Tom Brady's debut season with the Tampa Bay Buccaneers couldn't have ended any better.
The Bucs defeated the defending champion Kansas City Chiefs in Super Bowl LV, giving the veteran quarterback his seventh championship after winning six with the New England Patriots over the first 20 years of his career.
Brady and the Buccaneers begin their title defense Thursday night when they kick off the 2021 NFL season against the Dallas Cowboys at Raymond James Stadium in Tampa Bay.
Even though Brady is entering his 22nd season at 44 years of age, he doesn't plan on ending his Tampa Bay run anytime soon.

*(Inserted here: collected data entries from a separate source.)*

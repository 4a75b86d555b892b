//! API types for the baseline server
//!
//! This crate contains the JSON types shared by the baseline HTTP server and
//! CLI: repository scan summaries and the small response envelopes. Single
//! source results use [`baseline_core::AnalysisResult`] directly.

use baseline_core::{CompatibilityIssue, Language};
use facet::Facet;

/// Analysis of one file from a repository scan
#[derive(Debug, Clone, PartialEq, Facet)]
#[facet(rename_all = "camelCase")]
pub struct FileAnalysisResult {
    /// Path within the repository
    pub path: String,
    pub language: Language,
    pub score: u8,
    pub issue_count: usize,
    pub issues: Vec<CompatibilityIssue>,
}

/// A file the scanner did not analyze, and why
#[derive(Debug, Clone, PartialEq, Eq, Facet)]
pub struct SkippedFile {
    pub path: String,
    pub reason: String,
}

/// Aggregate result of scanning a repository
#[derive(Debug, Clone, PartialEq, Facet)]
#[facet(rename_all = "camelCase")]
pub struct RepositoryAnalysisSummary {
    /// `owner/repo`
    pub repository: String,
    /// Eligible files after the per-scan file cap
    pub total_files: usize,
    /// Eligible files before the per-scan file cap
    pub eligible_files: usize,
    pub files_analyzed: usize,
    pub files_with_issues: usize,
    pub total_issues: usize,
    /// Only files with at least one issue, in tree order
    pub file_results: Vec<FileAnalysisResult>,
    #[facet(default)]
    pub skipped_files: Vec<SkippedFile>,
}

impl RepositoryAnalysisSummary {
    /// An empty summary for `repository`
    pub fn new(repository: impl Into<String>) -> Self {
        Self {
            repository: repository.into(),
            total_files: 0,
            eligible_files: 0,
            files_analyzed: 0,
            files_with_issues: 0,
            total_issues: 0,
            file_results: Vec::new(),
            skipped_files: Vec::new(),
        }
    }

    /// Share of analyzed files without issues, from 0 to 100.
    ///
    /// A scan that analyzed nothing scores 100.
    pub fn overall_score(&self) -> u8 {
        if self.files_analyzed == 0 {
            return 100;
        }
        let clean = self.files_analyzed.saturating_sub(self.files_with_issues);
        ((clean as f64 / self.files_analyzed as f64) * 100.0).round() as u8
    }
}

/// Body of `POST /api/analyze`
#[derive(Debug, Clone, Facet)]
pub struct AnalyzeRequest {
    pub code: String,
    pub language: String,
}

/// Body of `POST /api/analyze-repo`
#[derive(Debug, Clone, Facet)]
pub struct AnalyzeRepoRequest {
    pub owner: String,
    pub repo: String,
}

/// Health check response
#[derive(Debug, Clone, Facet)]
pub struct HealthResponse {
    pub status: String,
}

/// API error response (always JSON)
#[derive(Debug, Clone, PartialEq, Eq, Facet)]
pub struct ApiErrorBody {
    pub error: String,
    pub code: String,
}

“Hopefully, I’ll be here a long time,” Brady recently told Rick Stroud of the Tampa Bay Times. “For many years.”
Brady dealt with an MCL injury last season and underwent surgery earlier in the offseason. Luckily for Brady, he's feeling good as the start of the upcoming campaign nears.
“It’s good for me to feel like I can move around freely,” Brady said, per Stroud. “I had a knee sleeve on for 13 years. Just that little bit of compression keeps a hamstring from working the right way. You try to compress the knee to keep it more stable, but then you’re also compressing the quad. This is the first time that I’ve been able to run and not think about it. I’m not going to turn into Michael Vick out there but at least I’m not going to be super restricted.”
Even with a less-than-100-percent knee, Brady still managed to complete 65.7 percent of his pass attempts for 4,633 yards with 40 passing touchdowns and 12 interceptions last season.
With a full and mostly normal offseason to recover and build stronger chemistry with teammates in training camp and the preseason, we could see an even better Brady than what unfolded in 2020. As long as Brady is healthy, why couldn't he play for the Bucs for many more years?